My Remarks to the King County Library System on 12/18/19

To the Web site viewer: The people I am referring to in my second presentation are the same Library employees as my first presentation. This involves the same issue of exposing chronically underage children to sexual themes and materials.

Please pardon, again, my way of doing a rather unorthodox opening point. I will go a little bit off our subject matter for a moment – before getting back to it. Now, have you ever heard of an Evidence Whisperer?

True story: I once did some pro bono investigative work for a wrongfully convicted person. During my evidence whispering (someone who vets evidence for missed clues) I noticed several witness interviews with some odd statements.

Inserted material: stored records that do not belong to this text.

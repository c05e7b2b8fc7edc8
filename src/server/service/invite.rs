//! Invite lifecycle: create, send, resend, revoke, and accept.
//!
//! Accounts only come into existence by accepting an invite. Sends are idempotent in
//! two ways: creating an invite that already exists returns the existing one without
//! sending, and resending inside the cooldown window sends nothing.

use chrono::Utc;
use entity::sea_orm_active_enums::{InviteStatus, UserRole};
use sea_orm::DatabaseConnection;

use crate::server::{
    data::{invite::InviteRepository, user::UserRepository},
    error::AppError,
    model::{
        invite::{invite_ttl, CreateInviteParams, Invite, InviteFilter, InviteResult},
        page::Page,
        user::{role_label, CreateUserParams, User},
    },
    provider::notify::{send_email_best_effort, send_sms_best_effort, Notifier},
    util::{
        token::generate_token,
        validate::{non_blank, normalize_email},
    },
};

pub struct InviteService<'a> {
    db: &'a DatabaseConnection,
    notifier: &'a dyn Notifier,
    app_url: &'a str,
}

impl<'a> InviteService<'a> {
    pub fn new(db: &'a DatabaseConnection, notifier: &'a dyn Notifier, app_url: &'a str) -> Self {
        Self {
            db,
            notifier,
            app_url,
        }
    }

    /// Creates and sends an invite, or returns the live one for the same email and role.
    ///
    /// # Returns
    /// - `Ok(InviteResult { created: true, .. })` - New invite inserted and delivered
    /// - `Ok(InviteResult { created: false, sent: false, .. })` - Existing invite returned
    /// - `Err(AppError::Conflict)` - A user with this email already exists
    pub async fn create(&self, params: CreateInviteParams) -> Result<InviteResult, AppError> {
        let now = Utc::now();

        if UserRepository::new(self.db)
            .find_by_email(&params.email)
            .await?
            .is_some()
        {
            return Err(AppError::Conflict(
                "A user with this email already exists".to_string(),
            ));
        }

        let repo = InviteRepository::new(self.db);

        if let Some(invite) = repo.find_usable(&params.email, params.role, now).await? {
            return Ok(InviteResult {
                invite,
                created: false,
                sent: false,
            });
        }

        let invite = repo
            .create(params, generate_token(), now + invite_ttl())
            .await?;
        tracing::info!("Created {} invite {}", role_label(invite.role), invite.id);

        let (invite, sent) = self.deliver(invite).await?;

        Ok(InviteResult {
            invite,
            created: true,
            sent,
        })
    }

    /// Sends an invite again.
    ///
    /// Expired invites get a fresh token and expiry. Live invites sent within the
    /// cooldown are returned without sending.
    ///
    /// # Returns
    /// - `Ok(InviteResult)` - `sent` tells whether a message went out
    /// - `Err(AppError::NotFound)` - Unknown invite
    /// - `Err(AppError::Conflict)` - Invite was accepted or revoked
    pub async fn resend(&self, id: i32) -> Result<InviteResult, AppError> {
        let now = Utc::now();
        let repo = InviteRepository::new(self.db);

        let invite = repo
            .find_by_id(id)
            .await?
            .ok_or_else(|| AppError::NotFound("Invite not found".to_string()))?;

        match invite.status {
            InviteStatus::Accepted => {
                return Err(AppError::Conflict("Invite was already accepted".to_string()))
            }
            InviteStatus::Revoked => {
                return Err(AppError::Conflict("Invite was revoked".to_string()))
            }
            InviteStatus::Pending => {}
        }

        let invite = if invite.is_expired(now) {
            repo.rotate_token(invite.id, generate_token(), now + invite_ttl())
                .await?
        } else if invite.recently_sent(now) {
            return Ok(InviteResult {
                invite,
                created: false,
                sent: false,
            });
        } else {
            invite
        };

        let (invite, sent) = self.deliver(invite).await?;

        Ok(InviteResult {
            invite,
            created: false,
            sent,
        })
    }

    /// Revokes a pending invite. Revoking a revoked invite is a no-op.
    ///
    /// # Returns
    /// - `Ok(Invite)` - The revoked invite
    /// - `Err(AppError::NotFound)` - Unknown invite
    /// - `Err(AppError::Conflict)` - Invite was already accepted
    pub async fn revoke(&self, id: i32) -> Result<Invite, AppError> {
        let repo = InviteRepository::new(self.db);

        let invite = repo
            .find_by_id(id)
            .await?
            .ok_or_else(|| AppError::NotFound("Invite not found".to_string()))?;

        match invite.status {
            InviteStatus::Accepted => Err(AppError::Conflict(
                "Invite was already accepted".to_string(),
            )),
            InviteStatus::Revoked => Ok(invite),
            InviteStatus::Pending => Ok(repo.set_status(invite.id, InviteStatus::Revoked).await?),
        }
    }

    /// Looks up an invite by token for the acceptance page.
    ///
    /// # Returns
    /// - `Ok(Invite)` - Invite can be accepted
    /// - `Err(AppError::NotFound)` - Unknown token
    /// - `Err(AppError::Conflict)` - Invite is accepted, revoked, or expired
    pub async fn get_by_token(&self, token: &str) -> Result<Invite, AppError> {
        let invite = InviteRepository::new(self.db)
            .find_by_token(token)
            .await?
            .ok_or_else(|| AppError::NotFound("Invite not found".to_string()))?;

        if !invite.is_usable(Utc::now()) {
            return Err(AppError::Conflict(
                "Invite is no longer valid".to_string(),
            ));
        }

        Ok(invite)
    }

    /// Accepts an invite, creating the user and, for chefs and farmers, their profile.
    ///
    /// # Arguments
    /// - `token` - Invite token from the link
    /// - `name` - Display name for the new user
    /// - `phone` - Optional phone; falls back to the phone on the invite
    ///
    /// # Returns
    /// - `Ok(User)` - Created user; caller logs them in
    /// - `Err(AppError::NotFound)` - Unknown token
    /// - `Err(AppError::Conflict)` - Invite not usable or email already registered
    pub async fn accept(
        &self,
        token: &str,
        name: String,
        phone: Option<String>,
    ) -> Result<User, AppError> {
        let invite = self.get_by_token(token).await?;

        if UserRepository::new(self.db)
            .find_by_email(&invite.email)
            .await?
            .is_some()
        {
            return Err(AppError::Conflict(
                "A user with this email already exists".to_string(),
            ));
        }

        let params = CreateUserParams {
            email: invite.email.clone(),
            name: name.trim().to_string(),
            phone: non_blank(phone).or(invite.phone.clone()),
            role: invite.role,
        };

        let (user, _) = InviteRepository::new(self.db)
            .accept(invite.id, params)
            .await?;
        tracing::info!(
            "Invite {} accepted by new {} user {}",
            invite.id,
            role_label(user.role),
            user.id
        );

        Ok(user)
    }

    /// Gets invites, newest first.
    pub async fn list(
        &self,
        filter: Option<InviteFilter>,
        page: u64,
        per_page: u64,
    ) -> Result<Page<Invite>, AppError> {
        let (invites, total) = InviteRepository::new(self.db)
            .get_paginated(filter, Utc::now(), page, per_page)
            .await?;

        Ok(Page::new(invites, total, page, per_page))
    }

    /// Ensures a first admin can sign up.
    ///
    /// When no admin exists yet, creates or reuses a pending admin invite for `email`.
    /// The link is returned for the caller to log rather than sent.
    ///
    /// # Returns
    /// - `Ok(Some(link))` - Invite link the admin should open
    /// - `Ok(None)` - An admin already exists, or the email belongs to a non-admin user
    pub async fn bootstrap_admin(&self, email: &str) -> Result<Option<String>, AppError> {
        let email = normalize_email(email);
        let users = UserRepository::new(self.db);

        if users.admin_exists().await? {
            return Ok(None);
        }

        if users.find_by_email(&email).await?.is_some() {
            tracing::warn!(
                "ADMIN_EMAIL belongs to an existing non-admin user; no admin invite created"
            );
            return Ok(None);
        }

        let now = Utc::now();
        let repo = InviteRepository::new(self.db);

        let invite = match repo.find_usable(&email, UserRole::Admin, now).await? {
            Some(invite) => invite,
            None => {
                repo.create(
                    CreateInviteParams {
                        email,
                        role: UserRole::Admin,
                        phone: None,
                        invited_by: None,
                    },
                    generate_token(),
                    now + invite_ttl(),
                )
                .await?
            }
        };

        Ok(Some(invite.link(self.app_url)))
    }

    /// Emails the invite link, and texts it when a phone is on file.
    ///
    /// The invite is marked sent when at least one channel succeeded.
    async fn deliver(&self, invite: Invite) -> Result<(Invite, bool), AppError> {
        let link = invite.link(self.app_url);
        let role = role_label(invite.role);
        let expires = invite.expires_at.format("%B %-d, %Y");

        let body = format!(
            "You have been invited to join Bornfidis Provisions as a {}.\n\n\
             Accept your invite: {}\n\nThis link expires on {}.",
            role, link, expires
        );
        let mut sent = send_email_best_effort(
            self.notifier,
            &invite.email,
            "You're invited to Bornfidis Provisions",
            &body,
        )
        .await;

        if let Some(phone) = invite.phone.as_deref() {
            let sms = format!("Bornfidis Provisions: you're invited as a {}. {}", role, link);
            sent |= send_sms_best_effort(self.notifier, phone, &sms).await;
        }

        if !sent {
            return Ok((invite, false));
        }

        let invite = InviteRepository::new(self.db)
            .mark_sent(invite, Utc::now())
            .await?;

        Ok((invite, true))
    }
}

Just sifting through this evidence, it led to a critical conclusion. For seventeen years a witness had been known to the prosecutors – but had been suppressed from the defendant. This witness could have verified his claim about where he was.

And thus, you have the tragedy involved. For seventeen years this truth could have come out earlier – if other investigators had simply noticed the connections. But they hadn’t: there had been seventeen years of wrongful incarceration when the evidence was available to stop it. To be fair though: the evidence in this case did need a little bit of whispering, it was somewhat hidden.

Now to get the present set of issues: though there is no physical incarceration involved, we are now jeopardizing the welfare of an entire generation of Americans. But, unlike the case mentioned above, we are doing it despite clear – nothing hidden about it – evidence that what we are doing is wrong. That we are, effectively, subjecting not just one person – as in my investigative case – but literally of millions of people to a grave injustice. And there is a reason for this that has some parallels from the criminal justice system. It sometimes happens in the justice system – and in public policy debates – that people will often ignore clear evidences just because their minds are already made up.

In my last presentation, for example, I highlighted a horrific problem with many adolescent youths in the State of California. They are being condemned to a life of mass, and unnecessary, confusion. I don’t have time to go in depth on it but this is done on notions that many would consider utterly ridiculous. Or even against, what most people would consider anyway, basic common sense.

As I noted in the previous presentation about the mass confusion in California: “So what causes a rare confusion to become such a rampant one – if it is not the type of people that are seated in the front of this room tonight? It is not nature since, just left to nature, it would be rare rather than rampant. It is not choice since no one would choose to deliberately make themselves become confused – by choosing to have other people make them become that way. So, what does leave left?”

This was what I would describe as one of those basic, common sense arguments. But, if simple common sense is not enough, what about some more actual evidence to justify my previous claims – about how mass confusion can get started? I can give you an overwhelming case for how you can massively, and again unnecessarily, get young children into complete confusion. And I can do this by simply stating one word: McMartin.

McMartin? Yes, but because of time constraints, I can only summarize. This was a very high-profile criminal case that demonstrated – and beyond all question – just how easy it is to induce confusion into young children. It resulted in numerous false convictions – on what was utterly fictitious testimony from these same young children. It further demonstrated that such confusions can happen, and easily so, even if there is not any deliberate effort being exerted.

So … what in heaven’s name are we doing introducing young children to sexually sensitive themes and materials? Why is there even a debate on the question of whether this is right or not?
I will conclude by going back to my opening point: I am someone who worked long and hard, and minus the compensation, over an injustice to one person – and where the evidence wasn’t always easy to extract. So how can I say nothing when things are being done that are unjust to potentially millions of people – and where the evidence of wrongdoing is obvious. And where, at least according to many, you shouldn’t even a new slug of evidence because the practice violates even the most basic common sense.
Stop with the clear absurdity of what you are doing.